Title:Bedaquiline: A New Hope for Shorter and Better Anti-Tuberculosis Regimens
VOLUME: 13 ISSUE: 1
Author(s):Niccolò Riccardi*, Filippo Del Puente, Federica Magnè, Lucia Taramasso and Antonio Di Biagio
Affiliation:Infectious Disease Department, IRCCS AOU San Martino IST, University of Genoa, Genoa, Infectious Disease Department, IRCCS AOU San Martino IST, University of Genoa, Genoa, Infectious Disease Department, IRCCS AOU San Martino IST, University of Genoa, Genoa, Infectious Disease Department, IRCCS AOU San Martino IST, University of Genoa, Genoa, Infectious Disease Department, IRCCS AOU San Martino IST, University of Genoa, Genoa
Keywords:Tuberculosis, Bedaquiline, MDR-TB, intracellular, standard regimen, strains.
Abstract:Background: In 2014, an estimated 1.8 million people died from Mycobacterium
tuberculosis (MTB); moreover, 680,000 people developed multidrug-resistant TB (MDRTB).
Methods: Currently available anti-MDR and XDR regimens are long-lasting and expensive,
need high adherence and are undermined by a high frequency of adverse drug events, thus
leading to a low success rate; furthermore, in the last 50 years only two new molecules, bedaquiline
(BDQ) and delamanid, have been approved and released for the treatment of
MDR-TB.
Results: BDQ, patent number US 7,498,343B2, is a diarylquinoline anti-mycobacterial drug,
active regardless of the state of MTB; in fact, its efficacy is conserved against replicating and
non-replicating bacilli, despite extracellular or intracellular location.

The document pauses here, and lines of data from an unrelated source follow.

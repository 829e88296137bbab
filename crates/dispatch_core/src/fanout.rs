//! Notification fanout: deliver transition events to drivers across every
//! configured channel.
//!
//! Delivery is at-least-once and best-effort. Each channel is attempted
//! independently; a failing channel is logged and skipped, never blocking
//! the others. There is no acknowledgment or retry loop.

use std::sync::atomic::{AtomicUsize, Ordering};
use std::sync::Arc;

use async_trait::async_trait;
use dashmap::mapref::entry::Entry;
use dashmap::DashMap;
use tokio::sync::mpsc;
use tracing::{debug, warn};

use crate::events::DriverEvent;
use crate::request::DriverId;

/// One delivery channel (pub/sub bus, device push, live socket, ...).
/// A driver unreachable on a channel simply misses that channel's delivery.
#[async_trait]
pub trait NotificationChannel: Send + Sync {
    fn name(&self) -> &'static str;

    async fn publish(&self, target: &DriverId, event: &DriverEvent) -> anyhow::Result<()>;
}

/// Multi-channel sink the lifecycle controller notifies through.
#[derive(Default)]
pub struct NotificationFanout {
    channels: Vec<Arc<dyn NotificationChannel>>,
}

impl NotificationFanout {
    pub fn new(channels: Vec<Arc<dyn NotificationChannel>>) -> Self {
        Self { channels }
    }

    /// Attempt delivery of one event to one driver on every channel.
    pub async fn notify(&self, driver: &DriverId, event: &DriverEvent) {
        for channel in &self.channels {
            if let Err(error) = channel.publish(driver, event).await {
                warn!(
                    channel = channel.name(),
                    %driver,
                    kind = event.kind(),
                    "notification delivery failed: {error}"
                );
            }
        }
    }

    pub async fn notify_all(&self, drivers: &[DriverId], event: &DriverEvent) {
        for driver in drivers {
            self.notify(driver, event).await;
        }
    }
}

/// Write half of a live driver socket, owned by the transport layer.
pub type SocketSink = mpsc::UnboundedSender<String>;

/// Bounded registry of live driver sockets, keyed by driver id, with
/// explicit add/remove on connect/disconnect. Replacing an existing
/// connection for the same driver does not grow the count.
pub struct SocketRegistry {
    connections: DashMap<DriverId, SocketSink>,
    count: AtomicUsize,
    max_connections: usize,
}

impl SocketRegistry {
    pub fn new(max_connections: usize) -> Self {
        Self {
            connections: DashMap::with_capacity(max_connections),
            count: AtomicUsize::new(0),
            max_connections,
        }
    }

    pub fn connection_count(&self) -> usize {
        self.count.load(Ordering::Relaxed)
    }

    pub fn is_at_capacity(&self) -> bool {
        self.count.load(Ordering::Relaxed) >= self.max_connections
    }

    /// Register a driver's socket. Returns `false` (and drops the sink)
    /// when the registry is full and the driver is not already connected.
    /// The bound holds under concurrent connects: a slot is reserved on the
    /// counter before the sink is stored.
    pub fn insert(&self, driver: DriverId, sink: SocketSink) -> bool {
        match self.connections.entry(driver.clone()) {
            Entry::Occupied(mut occupied) => {
                // Reconnect: replace the sink without consuming a slot.
                occupied.insert(sink);
                debug!(%driver, count = self.connection_count(), "socket replaced");
                true
            }
            Entry::Vacant(vacant) => {
                let reserved = self
                    .count
                    .fetch_update(Ordering::Relaxed, Ordering::Relaxed, |count| {
                        (count < self.max_connections).then_some(count + 1)
                    })
                    .is_ok();
                if !reserved {
                    warn!(%driver, "socket registry at capacity, connection refused");
                    return false;
                }
                vacant.insert(sink);
                debug!(%driver, count = self.connection_count(), "socket registered");
                true
            }
        }
    }

    pub fn remove(&self, driver: &DriverId) {
        if self.connections.remove(driver).is_some() {
            self.count.fetch_sub(1, Ordering::Relaxed);
            debug!(%driver, count = self.connection_count(), "socket removed");
        }
    }

    pub fn contains(&self, driver: &DriverId) -> bool {
        self.connections.contains_key(driver)
    }

    fn sink(&self, driver: &DriverId) -> Option<SocketSink> {
        self.connections.get(driver).map(|entry| entry.value().clone())
    }
}

/// Live-socket channel backed by a [`SocketRegistry`]. Events are JSON
/// encoded the way device clients already parse them.
pub struct SocketChannel {
    registry: Arc<SocketRegistry>,
}

impl SocketChannel {
    pub fn new(registry: Arc<SocketRegistry>) -> Self {
        Self { registry }
    }
}

#[async_trait]
impl NotificationChannel for SocketChannel {
    fn name(&self) -> &'static str {
        "socket"
    }

    async fn publish(&self, target: &DriverId, event: &DriverEvent) -> anyhow::Result<()> {
        let Some(sink) = self.registry.sink(target) else {
            // Not connected: the driver misses this channel's delivery.
            return Ok(());
        };
        let payload = serde_json::to_string(event)?;
        sink.send(payload)
            .map_err(|_| anyhow::anyhow!("socket closed for {target}"))?;
        Ok(())
    }
}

BDQ has been approved
by the Food and Drug Administration (FDA) only for combination treatment of pulmonary
multidrug-resistant tuberculosis (MDR-TB), in adult patients, when an effective treatment
cannot be provided otherwise due to resistance or poor tolerability; however, due to high
bactericidal activity, BDQ may be used in future to treat extrapulmonary tuberculosis and
Mycobacterium other than tuberculosis (MOTT) infection.
Conclusion: BDQ may play a major role to get closer to TB eradication and to ensure higher
retention in care, even in fully susceptible MTB strains and against non-replicating mycobacteria
in latent-TB, providing an alternative to standard regimen.